# Action item
Look for the line that has "characters are skipped." in the material below; please repeat it and every line after it, exactly, up to and including the line that has "into narration segments.", and nothing else.

# Supplied data
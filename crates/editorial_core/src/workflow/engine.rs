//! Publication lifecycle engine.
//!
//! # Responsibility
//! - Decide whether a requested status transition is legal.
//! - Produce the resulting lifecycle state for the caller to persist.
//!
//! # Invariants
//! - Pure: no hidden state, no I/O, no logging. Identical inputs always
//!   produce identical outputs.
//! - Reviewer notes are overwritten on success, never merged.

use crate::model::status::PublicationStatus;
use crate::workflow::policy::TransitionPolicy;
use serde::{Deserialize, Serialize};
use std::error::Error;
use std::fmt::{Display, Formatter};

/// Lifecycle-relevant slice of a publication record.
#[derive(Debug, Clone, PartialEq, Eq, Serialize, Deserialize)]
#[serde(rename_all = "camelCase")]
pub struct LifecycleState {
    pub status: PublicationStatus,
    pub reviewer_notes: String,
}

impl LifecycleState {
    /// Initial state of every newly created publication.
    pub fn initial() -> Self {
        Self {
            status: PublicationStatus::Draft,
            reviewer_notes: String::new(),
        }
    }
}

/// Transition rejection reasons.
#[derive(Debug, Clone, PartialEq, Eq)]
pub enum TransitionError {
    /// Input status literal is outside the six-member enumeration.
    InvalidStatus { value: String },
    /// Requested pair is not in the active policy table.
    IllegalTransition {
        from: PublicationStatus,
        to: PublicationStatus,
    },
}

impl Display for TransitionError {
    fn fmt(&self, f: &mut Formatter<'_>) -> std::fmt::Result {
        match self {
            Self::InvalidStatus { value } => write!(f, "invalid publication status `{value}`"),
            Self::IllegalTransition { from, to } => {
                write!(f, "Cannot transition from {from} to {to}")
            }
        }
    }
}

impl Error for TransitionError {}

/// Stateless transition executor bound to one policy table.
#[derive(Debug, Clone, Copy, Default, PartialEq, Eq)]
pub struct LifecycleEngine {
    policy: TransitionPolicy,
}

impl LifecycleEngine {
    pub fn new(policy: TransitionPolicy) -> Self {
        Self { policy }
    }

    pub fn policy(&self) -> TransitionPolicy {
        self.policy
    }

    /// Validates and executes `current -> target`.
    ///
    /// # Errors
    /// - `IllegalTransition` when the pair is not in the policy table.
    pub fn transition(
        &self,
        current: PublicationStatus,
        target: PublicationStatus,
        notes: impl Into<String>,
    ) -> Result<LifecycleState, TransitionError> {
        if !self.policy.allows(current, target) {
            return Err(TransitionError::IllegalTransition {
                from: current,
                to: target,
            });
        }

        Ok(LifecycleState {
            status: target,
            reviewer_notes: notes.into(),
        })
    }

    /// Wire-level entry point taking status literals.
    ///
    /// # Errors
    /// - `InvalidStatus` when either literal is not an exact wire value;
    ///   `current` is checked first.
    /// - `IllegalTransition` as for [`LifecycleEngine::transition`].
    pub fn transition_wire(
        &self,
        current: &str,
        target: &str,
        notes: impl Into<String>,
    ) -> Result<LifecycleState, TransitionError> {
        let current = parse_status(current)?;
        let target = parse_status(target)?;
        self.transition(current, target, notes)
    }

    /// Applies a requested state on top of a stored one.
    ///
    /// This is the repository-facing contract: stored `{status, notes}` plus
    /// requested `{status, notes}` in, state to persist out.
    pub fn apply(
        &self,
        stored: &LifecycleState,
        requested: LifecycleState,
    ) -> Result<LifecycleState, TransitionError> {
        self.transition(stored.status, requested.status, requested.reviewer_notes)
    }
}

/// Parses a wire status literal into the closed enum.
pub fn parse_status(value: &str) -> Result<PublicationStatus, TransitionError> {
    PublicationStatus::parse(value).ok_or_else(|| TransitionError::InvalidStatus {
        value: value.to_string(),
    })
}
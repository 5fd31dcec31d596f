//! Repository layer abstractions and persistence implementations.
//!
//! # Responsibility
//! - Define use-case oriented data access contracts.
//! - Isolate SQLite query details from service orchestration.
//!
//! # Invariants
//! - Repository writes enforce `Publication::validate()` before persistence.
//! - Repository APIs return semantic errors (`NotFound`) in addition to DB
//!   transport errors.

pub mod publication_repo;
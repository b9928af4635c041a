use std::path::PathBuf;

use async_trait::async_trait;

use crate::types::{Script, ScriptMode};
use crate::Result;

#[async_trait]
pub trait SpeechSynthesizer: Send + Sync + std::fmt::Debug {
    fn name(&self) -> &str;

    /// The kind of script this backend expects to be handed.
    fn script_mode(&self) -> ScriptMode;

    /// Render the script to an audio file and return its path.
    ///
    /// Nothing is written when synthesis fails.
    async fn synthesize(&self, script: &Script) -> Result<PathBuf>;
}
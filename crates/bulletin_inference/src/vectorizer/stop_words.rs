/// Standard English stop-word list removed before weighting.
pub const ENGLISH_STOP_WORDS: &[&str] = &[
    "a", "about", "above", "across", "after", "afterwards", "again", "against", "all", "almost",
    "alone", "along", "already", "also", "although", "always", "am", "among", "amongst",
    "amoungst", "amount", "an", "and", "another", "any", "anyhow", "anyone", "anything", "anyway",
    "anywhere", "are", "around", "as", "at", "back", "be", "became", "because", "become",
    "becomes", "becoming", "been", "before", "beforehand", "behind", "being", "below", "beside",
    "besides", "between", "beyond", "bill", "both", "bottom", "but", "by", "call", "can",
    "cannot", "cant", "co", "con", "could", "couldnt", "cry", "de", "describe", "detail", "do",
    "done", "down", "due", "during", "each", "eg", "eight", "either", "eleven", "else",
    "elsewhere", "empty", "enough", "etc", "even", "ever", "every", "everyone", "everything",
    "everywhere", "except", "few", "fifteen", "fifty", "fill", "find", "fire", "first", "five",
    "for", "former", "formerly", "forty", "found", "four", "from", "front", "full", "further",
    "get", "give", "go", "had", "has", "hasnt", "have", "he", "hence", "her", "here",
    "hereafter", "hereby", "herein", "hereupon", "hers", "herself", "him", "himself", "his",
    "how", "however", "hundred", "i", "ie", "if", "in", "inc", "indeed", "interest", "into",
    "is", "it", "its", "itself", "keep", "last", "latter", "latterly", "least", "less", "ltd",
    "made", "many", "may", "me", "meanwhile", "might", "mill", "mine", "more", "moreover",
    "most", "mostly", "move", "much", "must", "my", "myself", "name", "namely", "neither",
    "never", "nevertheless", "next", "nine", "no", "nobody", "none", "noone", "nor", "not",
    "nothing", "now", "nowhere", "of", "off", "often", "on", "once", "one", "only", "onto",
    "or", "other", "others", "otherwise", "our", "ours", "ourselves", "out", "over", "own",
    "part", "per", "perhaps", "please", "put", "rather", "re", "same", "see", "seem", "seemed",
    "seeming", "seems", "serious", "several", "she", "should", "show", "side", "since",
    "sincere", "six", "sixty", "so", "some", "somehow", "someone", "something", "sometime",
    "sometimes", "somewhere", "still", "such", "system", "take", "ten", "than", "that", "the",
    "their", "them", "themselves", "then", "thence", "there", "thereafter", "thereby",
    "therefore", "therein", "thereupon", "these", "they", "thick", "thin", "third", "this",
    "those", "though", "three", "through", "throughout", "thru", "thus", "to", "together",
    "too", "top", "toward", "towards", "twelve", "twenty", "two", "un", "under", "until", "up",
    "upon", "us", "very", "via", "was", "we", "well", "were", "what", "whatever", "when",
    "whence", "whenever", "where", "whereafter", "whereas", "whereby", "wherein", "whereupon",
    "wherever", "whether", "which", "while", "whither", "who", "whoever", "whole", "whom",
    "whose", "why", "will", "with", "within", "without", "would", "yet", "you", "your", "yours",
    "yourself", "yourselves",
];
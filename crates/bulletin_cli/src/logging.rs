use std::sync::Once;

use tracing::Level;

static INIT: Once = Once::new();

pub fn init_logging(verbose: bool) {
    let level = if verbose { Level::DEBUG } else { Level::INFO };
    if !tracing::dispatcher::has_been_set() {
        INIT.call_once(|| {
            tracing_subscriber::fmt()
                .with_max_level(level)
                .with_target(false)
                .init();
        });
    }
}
---
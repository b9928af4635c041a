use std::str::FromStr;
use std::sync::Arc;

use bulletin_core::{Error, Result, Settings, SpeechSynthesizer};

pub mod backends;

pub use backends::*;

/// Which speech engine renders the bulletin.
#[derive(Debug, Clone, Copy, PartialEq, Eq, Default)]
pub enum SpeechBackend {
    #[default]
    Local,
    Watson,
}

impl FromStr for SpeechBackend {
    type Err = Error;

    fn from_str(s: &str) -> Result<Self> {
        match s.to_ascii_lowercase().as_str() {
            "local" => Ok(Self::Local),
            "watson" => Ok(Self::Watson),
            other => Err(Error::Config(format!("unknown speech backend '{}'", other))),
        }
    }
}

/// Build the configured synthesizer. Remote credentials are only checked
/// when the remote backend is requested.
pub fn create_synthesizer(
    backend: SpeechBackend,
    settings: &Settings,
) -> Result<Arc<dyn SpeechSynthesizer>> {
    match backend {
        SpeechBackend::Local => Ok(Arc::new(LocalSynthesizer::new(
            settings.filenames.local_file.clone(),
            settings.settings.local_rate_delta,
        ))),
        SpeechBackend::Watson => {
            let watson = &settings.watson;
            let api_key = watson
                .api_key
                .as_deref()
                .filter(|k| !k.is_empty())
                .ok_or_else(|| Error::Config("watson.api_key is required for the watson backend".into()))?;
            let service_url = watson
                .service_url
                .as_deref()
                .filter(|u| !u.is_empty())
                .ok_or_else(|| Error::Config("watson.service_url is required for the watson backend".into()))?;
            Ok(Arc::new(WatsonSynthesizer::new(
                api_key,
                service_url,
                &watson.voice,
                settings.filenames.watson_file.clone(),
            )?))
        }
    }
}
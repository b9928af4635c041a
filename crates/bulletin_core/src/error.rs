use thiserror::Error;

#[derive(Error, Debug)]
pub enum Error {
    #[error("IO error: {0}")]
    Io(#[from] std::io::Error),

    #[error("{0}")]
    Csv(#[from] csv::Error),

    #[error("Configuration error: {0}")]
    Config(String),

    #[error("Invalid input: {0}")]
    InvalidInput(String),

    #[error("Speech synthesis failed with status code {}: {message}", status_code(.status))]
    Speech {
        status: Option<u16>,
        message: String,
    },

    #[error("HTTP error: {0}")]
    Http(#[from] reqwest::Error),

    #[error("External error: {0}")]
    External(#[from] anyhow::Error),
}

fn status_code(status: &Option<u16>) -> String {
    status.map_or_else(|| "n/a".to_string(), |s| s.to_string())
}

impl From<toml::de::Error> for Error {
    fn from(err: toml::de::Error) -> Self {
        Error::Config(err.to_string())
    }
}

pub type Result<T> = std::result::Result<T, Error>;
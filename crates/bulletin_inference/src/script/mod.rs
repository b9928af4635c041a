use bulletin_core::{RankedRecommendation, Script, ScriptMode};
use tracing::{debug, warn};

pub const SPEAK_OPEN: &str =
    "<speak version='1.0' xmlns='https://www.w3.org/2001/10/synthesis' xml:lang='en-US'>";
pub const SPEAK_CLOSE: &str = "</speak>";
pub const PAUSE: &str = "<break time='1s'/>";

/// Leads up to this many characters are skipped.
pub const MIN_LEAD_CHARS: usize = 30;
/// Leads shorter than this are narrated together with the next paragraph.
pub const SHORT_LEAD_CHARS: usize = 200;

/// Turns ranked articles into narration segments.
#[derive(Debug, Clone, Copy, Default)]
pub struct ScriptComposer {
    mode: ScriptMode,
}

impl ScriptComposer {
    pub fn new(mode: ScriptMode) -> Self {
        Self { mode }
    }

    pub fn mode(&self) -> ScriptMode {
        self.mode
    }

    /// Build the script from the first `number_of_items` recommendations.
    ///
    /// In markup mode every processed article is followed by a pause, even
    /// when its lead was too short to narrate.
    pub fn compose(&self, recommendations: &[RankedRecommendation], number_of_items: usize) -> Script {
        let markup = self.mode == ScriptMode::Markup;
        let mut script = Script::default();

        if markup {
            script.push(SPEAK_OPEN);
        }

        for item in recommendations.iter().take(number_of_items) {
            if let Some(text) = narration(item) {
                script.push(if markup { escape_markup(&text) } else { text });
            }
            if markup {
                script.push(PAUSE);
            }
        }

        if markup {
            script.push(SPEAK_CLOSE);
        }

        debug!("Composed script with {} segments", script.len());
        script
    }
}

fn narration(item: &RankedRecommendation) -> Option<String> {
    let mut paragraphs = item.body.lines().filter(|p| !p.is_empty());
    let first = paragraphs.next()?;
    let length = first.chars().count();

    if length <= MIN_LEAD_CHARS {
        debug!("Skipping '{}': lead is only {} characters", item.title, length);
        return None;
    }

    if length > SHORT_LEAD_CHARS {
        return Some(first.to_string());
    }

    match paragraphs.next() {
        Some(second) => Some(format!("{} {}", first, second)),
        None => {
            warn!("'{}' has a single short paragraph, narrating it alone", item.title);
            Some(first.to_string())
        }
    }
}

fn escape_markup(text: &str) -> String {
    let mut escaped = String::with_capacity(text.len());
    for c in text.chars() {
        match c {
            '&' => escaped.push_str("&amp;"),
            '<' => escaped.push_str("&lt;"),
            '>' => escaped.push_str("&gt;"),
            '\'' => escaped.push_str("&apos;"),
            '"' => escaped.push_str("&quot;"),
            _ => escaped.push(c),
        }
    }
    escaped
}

# Expected answer
/// Leads up to this many characters are skipped.
pub const MIN_LEAD_CHARS: usize = 30;
/// Leads shorter than this are narrated together with the next paragraph.
pub const SHORT_LEAD_CHARS: usize = 200;

/// Turns ranked articles into narration segments.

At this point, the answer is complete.